La majorité des stratégies à faible volatilité ne choisissent pas de pondérer ces titres pleinement, compte tenu de leur volatilité et de leur bêta habituellement élevés. En outre, le profil de rentabilité de certaines de ces sociétés (mais pas toutes) ne correspond pas au profil typique des titres détenus dans le cadre d’une telle stratégie. Certains titres peuvent être intéressants d’après la méthode employée, mais la plupart des stratégies à faible volatilité n’investissent pas au-delà d’une taille maximale, par souci de diversification et pour éviter de détenir la même pondération que l’indice.
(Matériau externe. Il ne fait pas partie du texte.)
//! TUI widgets for seodesk.

mod article_detail;
mod articles;
mod dialog;
mod header;
mod help;
mod placeholder;
mod popup;
mod quit_confirm;
mod sidebar;

pub use article_detail::render_article_detail;
pub use articles::render_articles;
pub use dialog::{render_confirm, render_notice};
pub use header::render_header;
pub use help::render_help;
pub use placeholder::render_placeholder;
pub use quit_confirm::render_quit_confirm;
pub use sidebar::render_sidebar;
Quant à la taille des placements, les stratégies à faible volatilité ressemblent généralement plus aux stratégies à pondération égale qu’aux stratégies pondérées par capitalisation, en raison surtout de leurs objectifs de rendement absolu plutôt que de rendement relatif, et de leurs portefeuilles qui se veulent plus diversifiés. Comme seule une poignée de titres ont dominé le marché en 2020, les indices à pondération égale ont accusé un recul considérable par rapport aux indices pondérés par capitalisation. Ainsi, c’est un petit sous-groupe de grandes sociétés qui a produit le plus gros des rendements cette année-là. Il était donc probable que les stratégies à faible volatilité dont le processus de placement favorise l’envergure soient devancées par le marché durant la période de repli initial et les trimestres suivants.
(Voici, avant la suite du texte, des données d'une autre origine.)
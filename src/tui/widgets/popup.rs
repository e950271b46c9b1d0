//! Shared popup chrome.

use ratatui::layout::{Constraint, Layout, Rect};

/// Returns a centered rect of given percentage within `area`.
pub fn centered_rect(percent_x: u16, percent_y: u16, r: Rect) -> Rect {
    let popup_layout = Layout::vertical([
        Constraint::Percentage((100 - percent_y) / 2),
        Constraint::Percentage(percent_y),
        Constraint::Percentage((100 - percent_y) / 2),
    ])
    .split(r);

    Layout::horizontal([
        Constraint::Percentage((100 - percent_x) / 2),
        Constraint::Percentage(percent_x),
        Constraint::Percentage((100 - percent_x) / 2),
    ])
    .split(popup_layout[1])[1]
}

/// Returns a rect of fixed size centered in `area`, shrunk to fit.
pub fn centered_fixed(width: u16, height: u16, area: Rect) -> Rect {
    let width = width.min(area.width);
    let height = height.min(area.height);
    let x = area.x + (area.width.saturating_sub(width)) / 2;
    let y = area.y + (area.height.saturating_sub(height)) / 2;
    Rect::new(x, y, width, height)
}

#[cfg(test)]
mod tests {
    use super::*;

    #[test]
    fn fixed_popup_fits_small_area() {
        let area = Rect::new(0, 0, 20, 5);
        let r = centered_fixed(40, 9, area);
        assert_eq!(r, area);

        let r = centered_fixed(10, 3, Rect::new(0, 0, 30, 11));
        assert_eq!(r, Rect::new(10, 4, 10, 3));
    }
}
//! Action confirmation and notice popups.

use ratatui::Frame;
use ratatui::layout::{Alignment, Rect};
use ratatui::style::Style;
use ratatui::text::{Line, Span};
use ratatui::widgets::{Block, Borders, Clear, Paragraph, Wrap};

use super::popup::centered_fixed;
use crate::actions::{Notice, NoticeKind, Prompt};
use crate::tui::style::Styles;

const DIALOG_WIDTH: u16 = 56;
const DIALOG_HEIGHT: u16 = 8;

fn icon(kind: NoticeKind) -> &'static str {
    match kind {
        NoticeKind::Info => "i",
        NoticeKind::Success => "✓",
        NoticeKind::Warning => "!",
    }
}

fn render_dialog(frame: &mut Frame, area: Rect, title: String, border: Style, lines: Vec<Line>) {
    let popup_area = centered_fixed(DIALOG_WIDTH, DIALOG_HEIGHT, area);
    frame.render_widget(Clear, popup_area);

    let block = Block::default()
        .title(title)
        .borders(Borders::ALL)
        .border_style(border);
    let paragraph = Paragraph::new(lines)
        .block(block)
        .alignment(Alignment::Center)
        .wrap(Wrap { trim: true });
    frame.render_widget(paragraph, popup_area);
}

/// Renders a yes/no prompt.
pub fn render_confirm(frame: &mut Frame, area: Rect, prompt: &Prompt) {
    let lines = vec![
        Line::from(""),
        Line::from(prompt.text.as_str()),
        Line::from(""),
        Line::from(vec![
            Span::styled("[Enter/y] ", Styles::help_key()),
            Span::styled(prompt.confirm_label, Styles::prompt(prompt.destructive)),
            Span::raw("   "),
            Span::styled("[Esc/n] ", Styles::help_key()),
            Span::styled(prompt.cancel_label, Styles::help()),
        ]),
    ];
    render_dialog(
        frame,
        area,
        format!(" ? {} ", prompt.title),
        Styles::prompt(prompt.destructive),
        lines,
    );
}

/// Renders a notice with a single dismiss button.
pub fn render_notice(frame: &mut Frame, area: Rect, notice: &Notice) {
    let lines = vec![
        Line::from(""),
        Line::from(notice.text.as_str()),
        Line::from(""),
        Line::from(vec![
            Span::styled("[Enter] ", Styles::help_key()),
            Span::styled(notice.dismiss_label, Styles::notice(notice.kind)),
        ]),
    ];
    render_dialog(
        frame,
        area,
        format!(" {} {} ", icon(notice.kind), notice.title),
        Styles::notice(notice.kind),
        lines,
    );
}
Figure 6 : Concentration des titres dominants : l’indice pondéré par capitalisation a surclassé l’indice à pondération égale en 2020
Sources : RBC GMA, S&P.
Les stratégies à faible volatilité ne sont pas toutes conçues de la même manière
Les stratégies ont peut-être l’air similaire, mais leurs processus de placement et de constitution de portefeuille peuvent varier grandement. Et comme le montre la dispersion des rendements à la figure 2, ces variations peuvent se solder par des résultats bien différents. C’est pourquoi les investisseurs doivent évaluer l’équipe, la philosophie et les processus de placement comme ils le feraient pour toute autre stratégie active.
Vous trouverez dans le tableau ci-dessous les principales différences entre les stratégies à faible volatilité et leur incidence possible sur les rendements de 2020. Évidemment, chaque approche a ses avantages et ses inconvénients ; il n’est donc pas toujours évident de trouver l’approche optimale.
Sources : RBC GMA, MSCI
Les caractéristiques énumérées ci-dessus ne sont pas les seules différences entre les stratégies à faible volatilité. Il peut y en avoir d’autres, tout aussi importantes, quoique leur incidence sur les rendements de 2020 est moins évidente. Citons notamment la façon dont est constitué le portefeuille (optimisation ou approche fondée sur des règles), l’univers de placement, et le type de gestion (passive ou active). En fin de compte, ce que les investisseurs doivent retenir est qu’il est important de comprendre les objectifs d’une stratégie donnée et la manière dont celle-ci est construite.
Conclusion
La majorité des stratégies à faible volatilité ont su protéger le capital par rapport aux indices du marché élargi au premier trimestre de 2020, lors du repli du marché causé par la pandémie. Les rendements ont toutefois été décevants dans l’ensemble de la catégorie d’actif par rapport aux normes et compte tenu des attentes des investisseurs.
La situation qui s’est produite en 2020 est principalement attribuable à un choc exogène unique qui a eu des répercussions inattendues sur les consommateurs et les entreprises, comparativement à un ralentissement économique typique. La forte concentration des titres dominants sur le marché est venue compliquer les choses. Toute bonne stratégie de placement doit pouvoir s’adapter aux conditions du marché, qui sont toujours changeantes. À notre avis, cependant, les stratégies d’actions à faible volatilité sont encore pertinentes. En effet, nous pensons qu’elles conviennent toujours aux investisseurs qui veulent investir dans les actions tout en réduisant et en diversifiant les risques liés à cette catégorie d’actif.